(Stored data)

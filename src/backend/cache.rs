use bytes::Bytes;
use std::collections::HashMap;
use std::fs;
use std::path::PathBuf;
use std::sync::Arc;
use tokio::sync::RwLock;

/// Response bodies keyed by URL. Recent bodies live in memory; bodies stored
/// with [`ResponseCache::insert_persistent`] are also written to disk.
#[derive(Clone)]
pub struct ResponseCache {
    inner: Arc<RwLock<ResponseCacheInner>>,
}

struct ResponseCacheInner {
    entries: HashMap<String, Bytes>,
    access_order: Vec<String>,
    capacity: usize,
    cache_dir: PathBuf,
    max_disk_bytes: u64,
}

impl ResponseCache {
    pub fn new(cache_dir: PathBuf, capacity: usize, max_disk_mb: u64) -> Self {
        if let Err(e) = fs::create_dir_all(&cache_dir) {
            log::warn!("failed to create cache directory {}: {}", cache_dir.display(), e);
        }

        Self {
            inner: Arc::new(RwLock::new(ResponseCacheInner {
                entries: HashMap::new(),
                access_order: Vec::new(),
                capacity: capacity.max(1),
                cache_dir,
                max_disk_bytes: max_disk_mb * 1024 * 1024,
            })),
        }
    }

    pub async fn get(&self, url: &str) -> Option<Bytes> {
        let mut inner = self.inner.write().await;

        if let Some(body) = inner.entries.get(url).cloned() {
            inner.touch(url);
            return Some(body);
        }

        let body = inner.load_from_disk(url)?;
        inner.insert_memory(url.to_string(), body.clone());
        Some(body)
    }

    pub async fn insert(&self, url: String, body: Bytes) {
        let mut inner = self.inner.write().await;
        inner.insert_memory(url, body);
    }

    pub async fn insert_persistent(&self, url: String, body: Bytes) {
        let mut inner = self.inner.write().await;
        inner.save_to_disk(&url, &body);
        inner.insert_memory(url, body);
    }

    /// Drops `url` from memory and disk. Returns whether anything was removed.
    pub async fn invalidate(&self, url: &str) -> bool {
        let mut inner = self.inner.write().await;
        let in_memory = inner.entries.remove(url).is_some();
        inner.access_order.retain(|k| k != url);
        let on_disk = fs::remove_file(inner.url_to_filename(url)).is_ok();
        in_memory || on_disk
    }
}

impl ResponseCacheInner {
    fn touch(&mut self, url: &str) {
        self.access_order.retain(|k| k != url);
        self.access_order.push(url.to_string());
    }

    fn insert_memory(&mut self, url: String, body: Bytes) {
        if !self.entries.contains_key(&url) && self.entries.len() >= self.capacity {
            if let Some(oldest) = self.access_order.first().cloned() {
                self.entries.remove(&oldest);
                self.access_order.remove(0);
            }
        }

        self.touch(&url);
        self.entries.insert(url, body);
    }

    fn url_to_filename(&self, url: &str) -> PathBuf {
        self.cache_dir.join(format!("{:016x}", fnv1a_hash(url)))
    }

    fn load_from_disk(&self, url: &str) -> Option<Bytes> {
        fs::read(self.url_to_filename(url)).ok().map(Bytes::from)
    }

    fn save_to_disk(&self, url: &str, body: &Bytes) {
        self.cleanup_old_files();

        let path = self.url_to_filename(url);
        if let Err(e) = fs::write(&path, body) {
            log::warn!("failed to write cache file {}: {}", path.display(), e);
        }
    }

    /// Once the directory grows past the cap, removes the oldest files until
    /// usage is at or under 80% of it.
    fn cleanup_old_files(&self) {
        let entries: Vec<_> = fs::read_dir(&self.cache_dir)
            .ok()
            .map(|rd| {
                rd.filter_map(|e| e.ok())
                    .filter_map(|e| {
                        let meta = e.metadata().ok()?;
                        let modified = meta.modified().ok()?;
                        Some((e.path(), meta.len(), modified))
                    })
                    .collect()
            })
            .unwrap_or_default();

        let total_size: u64 = entries.iter().map(|(_, size, _)| size).sum();
        if total_size <= self.max_disk_bytes {
            return;
        }

        let mut entries = entries;
        entries.sort_by_key(|(_, _, modified)| *modified);

        let target = self.max_disk_bytes * 80 / 100;
        let mut current_size = total_size;
        for (path, size, _) in entries {
            if current_size <= target {
                break;
            }
            if fs::remove_file(&path).is_ok() {
                log::debug!("evicted {} from disk cache", path.display());
                current_size -= size;
            }
        }
    }
}

/// 64-bit FNV-1a. Cache file names must stay the same across builds.
fn fnv1a_hash(s: &str) -> u64 {
    let mut hash: u64 = 0xcbf2_9ce4_8422_2325;
    for byte in s.bytes() {
        hash ^= byte as u64;
        hash = hash.wrapping_mul(0x0000_0100_0000_01b3);
    }
    hash
}

#[cfg(test)]
impl ResponseCache {
    async fn contains(&self, url: &str) -> bool {
        let inner = self.inner.read().await;
        inner.entries.contains_key(url) || inner.url_to_filename(url).exists()
    }
}

#[cfg(test)]
mod tests {
    use super::*;

    fn cache(capacity: usize) -> (tempfile::TempDir, ResponseCache) {
        let dir = tempfile::tempdir().unwrap();
        let cache = ResponseCache::new(dir.path().to_path_buf(), capacity, 1);
        (dir, cache)
    }

    #[test]
    fn test_file_names_are_stable() {
        assert_eq!(fnv1a_hash(""), 0xcbf2_9ce4_8422_2325);
        assert_eq!(fnv1a_hash("a"), 0xaf63_dc4c_8601_ec8c);

        let dir = tempfile::tempdir().unwrap();
        let cache = ResponseCache::new(dir.path().to_path_buf(), 1, 1);
        let inner = cache.inner.try_read().unwrap();
        assert_eq!(
            inner.url_to_filename("a"),
            dir.path().join("af63dc4c8601ec8c")
        );
    }

    #[tokio::test]
    async fn test_memory_hit() {
        let (_dir, cache) = cache(4);
        cache.insert("a".into(), Bytes::from_static(b"one")).await;
        assert_eq!(cache.get("a").await, Some(Bytes::from_static(b"one")));
        assert_eq!(cache.get("b").await, None);
    }

    #[tokio::test]
    async fn test_least_recently_used_is_evicted() {
        let (_dir, cache) = cache(2);
        cache.insert("a".into(), Bytes::from_static(b"1")).await;
        cache.insert("b".into(), Bytes::from_static(b"2")).await;
        // touching "a" makes "b" the oldest
        cache.get("a").await;
        cache.insert("c".into(), Bytes::from_static(b"3")).await;

        assert!(cache.contains("a").await);
        assert!(!cache.contains("b").await);
        assert!(cache.contains("c").await);
    }

    #[tokio::test]
    async fn test_reinsert_does_not_evict() {
        let (_dir, cache) = cache(2);
        cache.insert("a".into(), Bytes::from_static(b"1")).await;
        cache.insert("b".into(), Bytes::from_static(b"2")).await;
        cache.insert("b".into(), Bytes::from_static(b"22")).await;

        assert!(cache.contains("a").await);
        assert_eq!(cache.get("b").await, Some(Bytes::from_static(b"22")));
    }

    #[tokio::test]
    async fn test_persistent_entries_survive_memory_eviction() {
        let (_dir, cache) = cache(1);
        cache
            .insert_persistent("poster".into(), Bytes::from_static(b"jpeg"))
            .await;
        cache.insert("other".into(), Bytes::from_static(b"x")).await;

        assert_eq!(cache.get("poster").await, Some(Bytes::from_static(b"jpeg")));
    }

    #[tokio::test]
    async fn test_invalidate_removes_both_layers() {
        let (_dir, cache) = cache(4);
        cache
            .insert_persistent("page1".into(), Bytes::from_static(b"{}"))
            .await;

        assert!(cache.invalidate("page1").await);
        assert!(!cache.contains("page1").await);
        assert!(!cache.invalidate("page1").await);
    }

    #[tokio::test]
    async fn test_disk_cap_evicts_old_files() {
        let (dir, cache) = cache(1);
        let big = Bytes::from(vec![0u8; 700 * 1024]);
        cache.insert_persistent("first".into(), big.clone()).await;
        cache.insert_persistent("second".into(), big.clone()).await;
        // the third write sees 1.4MB on disk, over the 1MB cap
        cache.insert_persistent("third".into(), big).await;

        let files = fs::read_dir(dir.path()).unwrap().count();
        assert!(files < 3);
        assert!(cache.contains("third").await);
    }
}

**TASK INSTRUCTIONS:**
From the entries above, extract only the lines running from the one containing "async fn test_reinsert_does_not_evict()" through the one containing "let files = fs::read_dir(dir.path()).unwrap().count();", inclusive.

**WRITTEN REPLY:**
    async fn test_reinsert_does_not_evict() {
        let (_dir, cache) = cache(2);
        cache.insert("a".into(), Bytes::from_static(b"1")).await;
        cache.insert("b".into(), Bytes::from_static(b"2")).await;
        cache.insert("b".into(), Bytes::from_static(b"22")).await;

        assert!(cache.contains("a").await);
        assert_eq!(cache.get("b").await, Some(Bytes::from_static(b"22")));
    }

    #[tokio::test]
    async fn test_persistent_entries_survive_memory_eviction() {
        let (_dir, cache) = cache(1);
        cache
            .insert_persistent("poster".into(), Bytes::from_static(b"jpeg"))
            .await;
        cache.insert("other".into(), Bytes::from_static(b"x")).await;

        assert_eq!(cache.get("poster").await, Some(Bytes::from_static(b"jpeg")));
    }

    #[tokio::test]
    async fn test_invalidate_removes_both_layers() {
        let (_dir, cache) = cache(4);
        cache
            .insert_persistent("page1".into(), Bytes::from_static(b"{}"))
            .await;

        assert!(cache.invalidate("page1").await);
        assert!(!cache.contains("page1").await);
        assert!(!cache.invalidate("page1").await);
    }

    #[tokio::test]
    async fn test_disk_cap_evicts_old_files() {
        let (dir, cache) = cache(1);
        let big = Bytes::from(vec![0u8; 700 * 1024]);
        cache.insert_persistent("first".into(), big.clone()).await;
        cache.insert_persistent("second".into(), big.clone()).await;
        // the third write sees 1.4MB on disk, over the 1MB cap
        cache.insert_persistent("third".into(), big).await;

        let files = fs::read_dir(dir.path()).unwrap().count();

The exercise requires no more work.